>> Here’s your AUDIO for today’s Transformation Tuesday.
There’s a suggestion I’ve been offering a lot lately, and it goes like this…
“Set down your struggle portfolio.
Revel in your wins instead.”
Usually when I teach this, we’re talking about an area of life we’re trying to improve, or we’re focused on a goal or a project.
See, lots of people feel the need to argue all the reasons why they haven’t yet gotten where they want to be in their lives by listing off their past limitations and disappointments which — as you might imagine — only keeps the energy of past unwanted experiences alive in their present.
That’s what I’m usually talking about, when I give this advice.
But I’m not here to talk about goals this week.
This idea of trading in the laundry list of your struggles for some reveling in what is working, instead is also very useful on the subject I do want to talk about today: LOVE.
Here are a couple of quick premises:
- Love belongs to you.
- You are entitled to it by virtue of having been born on Planet Earth.
- You never have to earn it.
- And you can’t ever mess up, fail or screw up enough to lose your entitlement to love.
- Ever.
That said, most of us do not feel that we were totally, completely, one million percent adored and accepted as very young children the way we’ve always known, deep down, we deserved to be.
Even if we had wonderful parents.
And most of us have never really grieved those old feelings of unlove.
So those feelings harden and calcify into chunks of grievance that clog up our hearts.
Grievance causes us to act in all kinds of ways that replicate and perpetuate that feeling of unlove.
Grievance causes us to block ourselves from creating a love-riddled life, full of thriving work and play and healthful food and sleep and habits and relationships that fully nourish and love ourselves.
Grievance also causes us to engage in patterns of thinking and acting in ways that block others from loving us the way we deserve to be loved.
So here’s the question of the day:
Is there any chance you might be ready to set down even some of your grievance so you can let more love in?
See, unlove is an entire mood. It’s like a life operating system where we view the world through grievance-colored glasses.
Grievance can cause us to see the whole world through the lens of what is wrong, broken and not working, despite the relentless evidence of beauty and wellbeing that is all around us, all the time.
Grievance can cause us to think that the way to love other people is to commiserate with them or to fix them.
Grievance can cause us to find and fixate on what’s broken and what’s not working for them or in them, and to rail away at the perceived cause of that brokenness, whether it be poverty, tough breaks, sickness, social injustice or the injustice of life itself.
When your prevailing story around love is tinted through the filter of grievance, you think that’s how you love someone.
You find their suffering and pick the scab of it.
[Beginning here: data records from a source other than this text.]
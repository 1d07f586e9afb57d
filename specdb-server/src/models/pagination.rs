//! Pagination types
//!
//! Offset pages for the report view and opaque keyset cursors for entity
//! lists.

use base64::engine::general_purpose::URL_SAFE_NO_PAD;
use base64::Engine;
use serde::{Deserialize, Serialize};

use specdb_core::config::MAX_LIST_PAGE_SIZE;
use specdb_core::ValidationError;

/// Default items per page
const DEFAULT_PER_PAGE: u32 = 50;

/// Pagination parameters
#[derive(Debug, Clone, Copy)]
pub struct Pagination {
    /// Page number (1-indexed)
    pub page: u32,
    /// Items per page
    pub per_page: u32,
}

impl Pagination {
    /// Create pagination with validation.
    ///
    /// - Page is clamped to minimum of 1
    /// - Per page is clamped to 1..=MAX_LIST_PAGE_SIZE
    pub fn new(page: u32, per_page: u32) -> Self {
        Self {
            page: page.max(1),
            per_page: per_page.clamp(1, MAX_LIST_PAGE_SIZE),
        }
    }

    /// Calculate SQL OFFSET value.
    pub fn offset(&self) -> u64 {
        (self.page as u64 - 1) * self.per_page as u64
    }

    /// Get LIMIT value.
    pub fn limit(&self) -> u32 {
        self.per_page
    }
}

impl Default for Pagination {
    fn default() -> Self {
        Self {
            page: 1,
            per_page: DEFAULT_PER_PAGE,
        }
    }
}

/// Paginated response wrapper
#[derive(Debug, Clone, Serialize, Deserialize)]
pub struct Paginated<T> {
    /// Items for current page
    pub items: Vec<T>,
    /// Total count across all pages
    pub total: i64,
    /// Current page number
    pub page: u32,
    /// Items per page
    pub per_page: u32,
}

impl<T> Paginated<T> {
    /// Calculate total number of pages.
    pub fn total_pages(&self) -> u32 {
        if self.total <= 0 {
            1
        } else {
            (self.total as u64).div_ceil(self.per_page as u64).max(1) as u32
        }
    }

    /// Check if there's a next page.
    pub fn has_next(&self) -> bool {
        self.page < self.total_pages()
    }

    /// Check if there's a previous page.
    pub fn has_prev(&self) -> bool {
        self.page > 1
    }
}

/// Query parameters for pagination
#[derive(Debug, Clone, Default, Deserialize)]
pub struct PaginationParams {
    pub page: Option<u32>,
    pub per_page: Option<u32>,
}

impl PaginationParams {
    /// Resolve against a configured default page size.
    pub fn resolve(&self, default_per_page: u32) -> Pagination {
        Pagination::new(
            self.page.unwrap_or(1),
            self.per_page.unwrap_or(default_per_page),
        )
    }
}

impl From<PaginationParams> for Pagination {
    fn from(params: PaginationParams) -> Self {
        params.resolve(DEFAULT_PER_PAGE)
    }
}

/// Position after the last row of a keyset page.
///
/// `key` is the keyset column value (blank for NULL) or `None` when the list
/// is ordered by primary key alone.
#[derive(Debug, Clone, PartialEq, Eq, Serialize, Deserialize)]
pub struct Cursor {
    pub key: Option<String>,
    pub id: i64,
}

impl Cursor {
    /// Opaque URL-safe token.
    pub fn encode(&self) -> String {
        // Serializing a struct of a string and an integer cannot fail.
        let json = serde_json::to_vec(self).unwrap_or_default();
        URL_SAFE_NO_PAD.encode(json)
    }

    pub fn decode(token: &str) -> Result<Self, ValidationError> {
        let invalid = || ValidationError::InvalidFormat {
            field: "cursor",
            reason: "malformed page cursor".to_owned(),
        };
        let bytes = URL_SAFE_NO_PAD.decode(token.trim()).map_err(|_| invalid())?;
        serde_json::from_slice(&bytes).map_err(|_| invalid())
    }
}

/// One page of a keyset-paginated list.
#[derive(Debug, Clone, Serialize)]
pub struct KeysetPage<T> {
    pub items: Vec<T>,
    /// Pass back as `after` to fetch the next page.
    pub next_cursor: Option<String>,
}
You pick something you see as “broken” about them and dive into the depths of that brokenness with them, try to “fix” them, or offer resources they didn’t ask for, which is actually the same exact thing as judging them Not Okay Just As They Are.
All of this fixing and fixating on what’s not working in our loved ones lives or in the world at large simply reinforces the mood of unlove: our own sense that others or the world or life or the universal powers that be don’t love us, or don’t love us as we are.
There are many definitions of love, and many of them are gorgeous and expansive.
But for now, let’s try this one, from John Welwood: Love is the recognition of beauty and goodness.
One way to be the Being of love you came here to be is to play this game I’ve been playing the last couple weeks: Walk through your life and your town looking for what is beautiful, what is good, and what is working, even in situations that are unwanted.
And one way to love someone — yourself included — is to seek out and recognize their innate beauty and the goodness in them.
As they are right now, and also with all the limitless, vast potential they possessed when they were born and still do possess.
How might your relationships change if you consistently reset your concept of who your parents and your kids and your dates and your mates really are through the lens of love instead of the lens of grievance?
If you could release the need to see or focus on their weaknesses, release the desire to control what they are and aren’t doing, and instead, revel in their wins?
…their actual wins, the things that have gone right for them and are going right for them today, even if you have to dig very deep to find a few.
…and also the “wins” they represent, just by existing.
Just by showing up and playing the game of life.
My bff and I were reading an article the other day in which a young man was explaining that he doesn’t eat natural food anymore because lunch doesn’t hold “value” and in fact, the time it takes to eat real food limits his ability to be “of value” at work.
My immediate thought was WOW. It’s going to be a wonderful day, the day this young man learns that he is of value because he is, not because of the tasks he gets done at work that day.
So, let’s revisit the question of the day.
Are you ready to set down even a little bit of your grievance so you can let maybe 10% more love in than you have before?
Before I go, here’s a Pro Tip: In order to be a lover of life and people, you have to make a choice that you prefer to live a love-riddled life over focusing on the “objective”, outrageous facts about your loved one or the world news.
The bright side is that if you make this choice, you’ll start to experience life in a transcendent kinda way. It’ll feel something like heaven on earth.